The Chattahoochee River spans from almost the northernmost board of Georgia in the heart of the Blue Ridge Mountains and travels south to the border of Florida. As the river flows towards the sea, each region is impacted by human activity with the ever changing watershed landscape. Like many waterways, the health of the Chattahoochee River has felt the impacts of development and land use. From sprawling cities, such as Atlanta, to robust military installations, the watershed carries the byproducts of everyday life. Development in urban areas is occurring at a rate that is out pacing the expansion of existing infrastructure and water treatment facilities. Existing facilities regularly become easily overwhelmed and spills have become a regular occurrence after heavy rains. Another rising issue is thermal pollution from paved surfaces.

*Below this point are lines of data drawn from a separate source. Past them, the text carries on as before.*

#[derive(Default)]
struct State {
    orgs: Vec<Organization>,
    spaces: Vec<Space>,
    instances: Vec<ServiceInstanceResource>,
    shares: Vec<(String, String)>,
    plans: Vec<ServicePlan>,
    offerings: Vec<ServiceOffering>,
    bindings: Vec<CredentialBinding>,
    binding_details: HashMap<String, BindingDetails>,
    keys: Vec<CredentialBinding>,
    key_credentials: HashMap<String, CredentialMap>,
    apps: Vec<App>,
    manifests: HashMap<String, String>,
    params: HashMap<String, CredentialMap>,
    ups_credentials: HashMap<String, CredentialMap>,

    created_managed: Vec<NewManagedInstance>,
    created_user_provided: Vec<NewUserProvidedInstance>,
    updates: Vec<(String, InstanceUpdate)>,
    created_apps: Vec<String>,
    created_keys: Vec<String>,
    deleted_keys: Vec<String>,
}

/// A foundation held in memory. Writes are recorded, and created resources
/// become visible to later reads.
#[derive(Clone, Default)]
pub struct FakePlatform {
    state: Arc<Mutex<State>>,
}

fn not_found(what: &str, guid: &str) -> PlatformError {
    PlatformError::NotFound(format!("{} {}", what, guid))
}

fn visible_in(state: &State, instance: &ServiceInstanceResource, space_guid: &str) -> bool {
    instance.space_guid() == Some(space_guid)
        || state
            .shares
            .iter()
            .any(|(guid, space)| *guid == instance.guid && space == space_guid)
}

pub fn map(value: Value) -> CredentialMap {
    match value {
        Value::Object(m) => m,
        _ => CredentialMap::new(),
    }
}

impl FakePlatform {
    pub fn new() -> Self {
        Self::default()
    }

    pub fn org(self, guid: &str, name: &str) -> Self {
        self.state.lock().orgs.push(Organization {
            guid: guid.into(),
            name: name.into(),
        });
        self
    }

    pub fn space(self, org_guid: &str, guid: &str, name: &str) -> Self {
        self.state.lock().spaces.push(Space {
            guid: guid.into(),
            name: name.into(),
            relationships: SpaceRelationships {
                organization: ToOne::to(org_guid),
            },
        });
        self
    }

    pub fn offering(self, guid: &str, label: &str) -> Self {
        self.state.lock().offerings.push(ServiceOffering {
            guid: guid.into(),
            name: label.into(),
        });
        self
    }

    pub fn plan(self, guid: &str, name: &str, offering_guid: &str) -> Self {
        self.state.lock().plans.push(ServicePlan {
            guid: guid.into(),
            name: name.into(),
            relationships: PlanRelationships {
                service_offering: ToOne::to(offering_guid),
            },
        });
        self
    }

    pub fn managed(self, guid: &str, name: &str, space_guid: &str, plan_guid: &str) -> Self {
        self.state.lock().instances.push(ServiceInstanceResource {
            guid: guid.into(),
            name: name.into(),
            instance_type: InstanceType::Managed,
            relationships: InstanceRelationships {
                space: ToOne::to(space_guid),
                service_plan: Some(ToOne::to(plan_guid)),
            },
            ..Default::default()
        });
        self
    }

    /// Shares an instance into another space; it is listed there too.
    pub fn shared_into(self, instance_guid: &str, space_guid: &str) -> Self {
        self.state
            .lock()
            .shares
            .push((instance_guid.into(), space_guid.into()));
        self
    }

    pub fn user_provided(self, guid: &str, name: &str, space_guid: &str, credentials: Value) -> Self {
        {
            let mut state = self.state.lock();
            state.instances.push(ServiceInstanceResource {
                guid: guid.into(),
                name: name.into(),
                instance_type: InstanceType::UserProvided,
                relationships: InstanceRelationships {
                    space: ToOne::to(space_guid),
                    service_plan: None,
                },
                ..Default::default()
            });
            state.ups_credentials.insert(guid.into(), map(credentials));
        }
        self
    }

    pub fn params(self, instance_guid: &str, params: Value) -> Self {
        self.state.lock().params.insert(instance_guid.into(), map(params));
        self
    }

    pub fn app(self, guid: &str, name: &str, space_guid: &str, manifest: &str) -> Self {
        {
            let mut state = self.state.lock();
            state.apps.push(App {
                guid: guid.into(),
                name: name.into(),
                state: "STARTED".into(),
                relationships: AppRelationships {
                    space: ToOne::to(space_guid),
                },
            });
            state.manifests.insert(guid.into(), manifest.into());
        }
        self
    }

    pub fn binding(self, guid: &str, instance_guid: &str, app_guid: &str, credentials: Value) -> Self {
        {
            let mut state = self.state.lock();
            state.bindings.push(CredentialBinding {
                guid: guid.into(),
                name: None,
                binding_type: "app".into(),
                relationships: BindingRelationships {
                    app: Some(ToOne::to(app_guid)),
                    service_instance: ToOne::to(instance_guid),
                },
            });
            state.binding_details.insert(
                guid.into(),
                BindingDetails {
                    credentials: map(credentials),
                    volume_mounts: None,
                },
            );
        }
        self
    }

    pub fn key_credentials(self, credentials: Value) -> Self {
        self.state
            .lock()
            .key_credentials
            .insert("*".into(), map(credentials));
        self
    }

    pub fn created_managed(&self) -> Vec<NewManagedInstance> {
        self.state.lock().created_managed.clone()
    }

    pub fn created_user_provided(&self) -> Vec<NewUserProvidedInstance> {
        self.state.lock().created_user_provided.clone()
    }

    pub fn updates(&self) -> Vec<(String, InstanceUpdate)> {
        self.state.lock().updates.clone()
    }

    pub fn created_apps(&self) -> Vec<String> {
        self.state.lock().created_apps.clone()
    }

    pub fn created_keys(&self) -> Vec<String> {
        self.state.lock().created_keys.clone()
    }

    pub fn deleted_keys(&self) -> Vec<String> {
        self.state.lock().deleted_keys.clone()
    }
}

Run-off waters channeled over concrete, asphalt, and other paved surfaces are rapidly heated before flowing into tributaries, causing the overall temperature to rise to a point where it can impact and potentially kill the ecology and wildlife of the waterway.
The Chattahoochee River is the main source of drinking water for approximately 5 million people, or roughly 70% of the population of the metro Atlanta area. It also provides 100% of the municipal drinking water to the city of Columbus. On top of drinking water, the Chattahoochee River provides ample recreational opportunities throughout the region. Boating, camping, rafting and other recreation pursuits contribute an estimated $235 million dollars to the economy. Additionally, it's the home of the 2012 Ready to Raft program which created the longest urban whitewater rafting project in the world, generating 700 jobs for the community. The health and usability of the waterway has major economical impacts to the adjacent communities and their infrastructure.
In spring of 2022, Forsyth County Recycling & Solid Waste Department Community Outreach Specialist, Apryl Miller, started organizing a regional campaign on the Chattahoochee River similar to that completed in the Messages from the Mississippi program. In Summer 2022, Miller met with Public Lab staff members to collaborate on organizing student work, identifying logistical concerns, as well as identifying supplemental needs. Miller then presented the idea of having a one-day sampling blitz where students throughout the watershed would come together to collect the same data and samples at different reaches of the river. Throughout the beginning of the 2022-2023 school year, Miller collaborated with school districts spanning the length of the river system to identify potential classes to conduct the one day sampling program. Several student groups were identified to participate starting from the headwaters, north of Atlanta in Forsyth County, south of the Atlanta Metro area in Middle, as well as in Florida at the mouth of the river in Apalachicola. Participating students represented the headwaters in White County, by the Buford Dam in Forsyth County, the mid-way point in Muscogee County, and the mouth of the river in Franklin County in Florida. Much like the Messages from the Mississippi program in New Orleans, students would be sampling for microplastics using Babylegs Kits and tracking collected pollutants in the NOAA Marine Debris App. In addition, students across the watershed sampled for dissolved oxygen, pH, air and water temperatures.
All student data was consolidated to be shared throughout amongst the schools. At this time, students are still processing and organizing data. Information is being shared across the watershed for comparison and processing. Students will work to identify trends, patterns, and any unique findings and share throughout the semester. This program will continue to connect students across hundreds of miles that all feel the daily impacts of what happens in the Chattahoochee. Much like the Messages of the Mississippi program, this program is designed to connect communities and show the reality that behaviors and actions upstream can impact residents for hundreds of miles downstream. At Public Lab, we're excited to continue to follow the work of Apryl Miller and the students in the program.